- [Data section]:
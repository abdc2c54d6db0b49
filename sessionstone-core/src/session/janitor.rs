//! Periodic garbage collection of expired session records
//!
//! The StoreJanitor wraps a Store and sweeps expired records on a tokio
//! interval, outside the request path.

use super::error::Result;
use super::store::Store;
use std::sync::Arc;
use std::time::Duration;

/// Janitor configuration
#[derive(Debug, Clone)]
pub struct JanitorConfig {
    /// Run sweeps in the background
    pub auto_gc: bool,

    /// Interval between sweeps
    pub interval: Duration,

    /// Log sweeps that removed records
    pub log_sweeps: bool,
}

impl Default for JanitorConfig {
    fn default() -> Self {
        Self {
            auto_gc: true,
            interval: Duration::from_secs(300), // 5 minutes
            log_sweeps: true,
        }
    }
}

impl JanitorConfig {
    pub fn new() -> Self {
        Self::default()
    }

    pub fn with_auto_gc(mut self, enabled: bool) -> Self {
        self.auto_gc = enabled;
        self
    }

    pub fn with_interval(mut self, interval: Duration) -> Self {
        self.interval = interval;
        self
    }

    pub fn with_log_sweeps(mut self, enabled: bool) -> Self {
        self.log_sweeps = enabled;
        self
    }
}

/// Background GC for a session store
///
/// The sweep task is aborted when the janitor is dropped. Must be created
/// inside a tokio runtime when `auto_gc` is on.
///
/// # Example
///
/// ```no_run
/// use sessionstone_core::session::{MemoryStore, StoreJanitor};
///
/// # async fn example() {
/// let janitor = StoreJanitor::new(MemoryStore::new());
/// let store = janitor.store();
/// // Expired records are swept in the background
/// # }
/// ```
pub struct StoreJanitor<S: Store + ?Sized> {
    store: Arc<S>,
    sweep_task: Option<tokio::task::JoinHandle<()>>,
    config: JanitorConfig,
}

impl<S: Store + 'static> StoreJanitor<S> {
    pub fn new(store: S) -> Self {
        Self::with_config(Arc::new(store), JanitorConfig::default())
    }
}

impl<S: Store + ?Sized + 'static> StoreJanitor<S> {
    /// Start a janitor over a store that is already shared
    pub fn with_config(store: Arc<S>, config: JanitorConfig) -> Self {
        let sweep_task = if config.auto_gc && !config.interval.is_zero() {
            let sweep_store = Arc::clone(&store);
            let interval = config.interval;
            let log_sweeps = config.log_sweeps;

            Some(tokio::spawn(async move {
                let mut timer = tokio::time::interval(interval);
                timer.set_missed_tick_behavior(tokio::time::MissedTickBehavior::Delay);
                loop {
                    timer.tick().await;

                    match sweep_store.gc().await {
                        Ok(count) if count > 0 => {
                            if log_sweeps {
                                log::info!("Swept {} expired sessions", count);
                            }
                        }
                        Ok(_) => {}
                        Err(e) => {
                            log::error!("Session GC failed: {}", e);
                        }
                    }
                }
            }))
        } else {
            None
        };

        Self { store, sweep_task, config }
    }

    pub fn store(&self) -> Arc<S> {
        Arc::clone(&self.store)
    }

    pub fn config(&self) -> &JanitorConfig {
        &self.config
    }

    /// Sweep now, in addition to the background schedule
    pub async fn sweep_now(&self) -> Result<usize> {
        self.store.gc().await
    }

    pub fn is_running(&self) -> bool {
        self.sweep_task.as_ref().is_some_and(|task| !task.is_finished())
    }
}

impl<S: Store + ?Sized> Drop for StoreJanitor<S> {
    fn drop(&mut self) {
        if let Some(task) = self.sweep_task.take() {
            task.abort();
        }
    }
}

#[cfg(test)]
mod tests {
    use super::*;
    use crate::session::{MemoryStore, StoreOptions};

    fn short() -> StoreOptions {
        StoreOptions::new(Duration::from_millis(1))
    }

    #[tokio::test]
    async fn test_janitor_defaults() {
        let janitor = StoreJanitor::new(MemoryStore::new());
        assert!(janitor.config().auto_gc);
        assert_eq!(janitor.config().interval, Duration::from_secs(300));
        assert!(janitor.is_running());
    }

    #[tokio::test]
    async fn test_manual_sweep() {
        let config = JanitorConfig::new().with_auto_gc(false);
        let janitor = StoreJanitor::with_config(Arc::new(MemoryStore::new()), config);
        assert!(!janitor.is_running());

        let store = janitor.store();
        store.set("expired", b"x".to_vec(), &short()).await.unwrap();
        store.set("valid", b"y".to_vec(), &StoreOptions::new(Duration::from_secs(3600))).await.unwrap();
        tokio::time::sleep(Duration::from_millis(20)).await;

        // Nothing sweeps in the background
        assert_eq!(store.len(), 2);

        assert_eq!(janitor.sweep_now().await.unwrap(), 1);
        assert_eq!(store.len(), 1);
        assert_eq!(store.count().await.unwrap(), 1);
    }

    #[tokio::test]
    async fn test_background_sweep() {
        let config = JanitorConfig::new().with_interval(Duration::from_millis(20));
        let janitor = StoreJanitor::with_config(Arc::new(MemoryStore::new()), config);
        let store = janitor.store();

        store.set("expired", b"x".to_vec(), &short()).await.unwrap();
        tokio::time::sleep(Duration::from_millis(200)).await;

        assert!(store.is_empty());
    }

    #[tokio::test]
    async fn test_shared_dyn_store() {
        let store: Arc<dyn Store> = Arc::new(MemoryStore::new());
        let janitor =
            StoreJanitor::with_config(Arc::clone(&store), JanitorConfig::new().with_auto_gc(false));
        store.set("a", b"x".to_vec(), &short()).await.unwrap();
        tokio::time::sleep(Duration::from_millis(20)).await;
        assert_eq!(janitor.sweep_now().await.unwrap(), 1);
    }
}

- [Work instruction]: Transcribe the entire listing above exactly as written.

- [Task response]:
repository abdc2c54d6db0b49
filename sessionstone-core/src/session/janitor.rs
//! Periodic garbage collection of expired session records
//!
//! The StoreJanitor wraps a Store and sweeps expired records on a tokio
//! interval, outside the request path.

use super::error::Result;
use super::store::Store;
use std::sync::Arc;
use std::time::Duration;

/// Janitor configuration
#[derive(Debug, Clone)]
pub struct JanitorConfig {
    /// Run sweeps in the background
    pub auto_gc: bool,

    /// Interval between sweeps
    pub interval: Duration,

    /// Log sweeps that removed records
    pub log_sweeps: bool,
}

impl Default for JanitorConfig {
    fn default() -> Self {
        Self {
            auto_gc: true,
            interval: Duration::from_secs(300), // 5 minutes
            log_sweeps: true,
        }
    }
}

impl JanitorConfig {
    pub fn new() -> Self {
        Self::default()
    }

    pub fn with_auto_gc(mut self, enabled: bool) -> Self {
        self.auto_gc = enabled;
        self
    }

    pub fn with_interval(mut self, interval: Duration) -> Self {
        self.interval = interval;
        self
    }

    pub fn with_log_sweeps(mut self, enabled: bool) -> Self {
        self.log_sweeps = enabled;
        self
    }
}

/// Background GC for a session store
///
/// The sweep task is aborted when the janitor is dropped. Must be created
/// inside a tokio runtime when `auto_gc` is on.
///
/// # Example
///
/// ```no_run
/// use sessionstone_core::session::{MemoryStore, StoreJanitor};
///
/// # async fn example() {
/// let janitor = StoreJanitor::new(MemoryStore::new());
/// let store = janitor.store();
/// // Expired records are swept in the background
/// # }
/// ```
pub struct StoreJanitor<S: Store + ?Sized> {
    store: Arc<S>,
    sweep_task: Option<tokio::task::JoinHandle<()>>,
    config: JanitorConfig,
}

impl<S: Store + 'static> StoreJanitor<S> {
    pub fn new(store: S) -> Self {
        Self::with_config(Arc::new(store), JanitorConfig::default())
    }
}

impl<S: Store + ?Sized + 'static> StoreJanitor<S> {
    /// Start a janitor over a store that is already shared
    pub fn with_config(store: Arc<S>, config: JanitorConfig) -> Self {
        let sweep_task = if config.auto_gc && !config.interval.is_zero() {
            let sweep_store = Arc::clone(&store);
            let interval = config.interval;
            let log_sweeps = config.log_sweeps;

            Some(tokio::spawn(async move {
                let mut timer = tokio::time::interval(interval);
                timer.set_missed_tick_behavior(tokio::time::MissedTickBehavior::Delay);
                loop {
                    timer.tick().await;

                    match sweep_store.gc().await {
                        Ok(count) if count > 0 => {
                            if log_sweeps {
                                log::info!("Swept {} expired sessions", count);
                            }
                        }
                        Ok(_) => {}
                        Err(e) => {
                            log::error!("Session GC failed: {}", e);
                        }
                    }
                }
            }))
        } else {
            None
        };

        Self { store, sweep_task, config }
    }

    pub fn store(&self) -> Arc<S> {
        Arc::clone(&self.store)
    }

    pub fn config(&self) -> &JanitorConfig {
        &self.config
    }

    /// Sweep now, in addition to the background schedule
    pub async fn sweep_now(&self) -> Result<usize> {
        self.store.gc().await
    }

    pub fn is_running(&self) -> bool {
        self.sweep_task.as_ref().is_some_and(|task| !task.is_finished())
    }
}

impl<S: Store + ?Sized> Drop for StoreJanitor<S> {
    fn drop(&mut self) {
        if let Some(task) = self.sweep_task.take() {
            task.abort();
        }
    }
}

#[cfg(test)]
mod tests {
    use super::*;
    use crate::session::{MemoryStore, StoreOptions};

    fn short() -> StoreOptions {
        StoreOptions::new(Duration::from_millis(1))
    }

    #[tokio::test]
    async fn test_janitor_defaults() {
        let janitor = StoreJanitor::new(MemoryStore::new());
        assert!(janitor.config().auto_gc);
        assert_eq!(janitor.config().interval, Duration::from_secs(300));
        assert!(janitor.is_running());
    }

    #[tokio::test]
    async fn test_manual_sweep() {
        let config = JanitorConfig::new().with_auto_gc(false);
        let janitor = StoreJanitor::with_config(Arc::new(MemoryStore::new()), config);
        assert!(!janitor.is_running());

        let store = janitor.store();
        store.set("expired", b"x".to_vec(), &short()).await.unwrap();
        store.set("valid", b"y".to_vec(), &StoreOptions::new(Duration::from_secs(3600))).await.unwrap();
        tokio::time::sleep(Duration::from_millis(20)).await;

        // Nothing sweeps in the background
        assert_eq!(store.len(), 2);

        assert_eq!(janitor.sweep_now().await.unwrap(), 1);
        assert_eq!(store.len(), 1);
        assert_eq!(store.count().await.unwrap(), 1);
    }

    #[tokio::test]
    async fn test_background_sweep() {
        let config = JanitorConfig::new().with_interval(Duration::from_millis(20));
        let janitor = StoreJanitor::with_config(Arc::new(MemoryStore::new()), config);
        let store = janitor.store();

        store.set("expired", b"x".to_vec(), &short()).await.unwrap();
        tokio::time::sleep(Duration::from_millis(200)).await;

        assert!(store.is_empty());
    }

    #[tokio::test]
    async fn test_shared_dyn_store() {
        let store: Arc<dyn Store> = Arc::new(MemoryStore::new());
        let janitor =
            StoreJanitor::with_config(Arc::clone(&store), JanitorConfig::new().with_auto_gc(false));
        store.set("a", b"x".to_vec(), &short()).await.unwrap();
        tokio::time::sleep(Duration::from_millis(20)).await;
        assert_eq!(janitor.sweep_now().await.unwrap(), 1);
    }
}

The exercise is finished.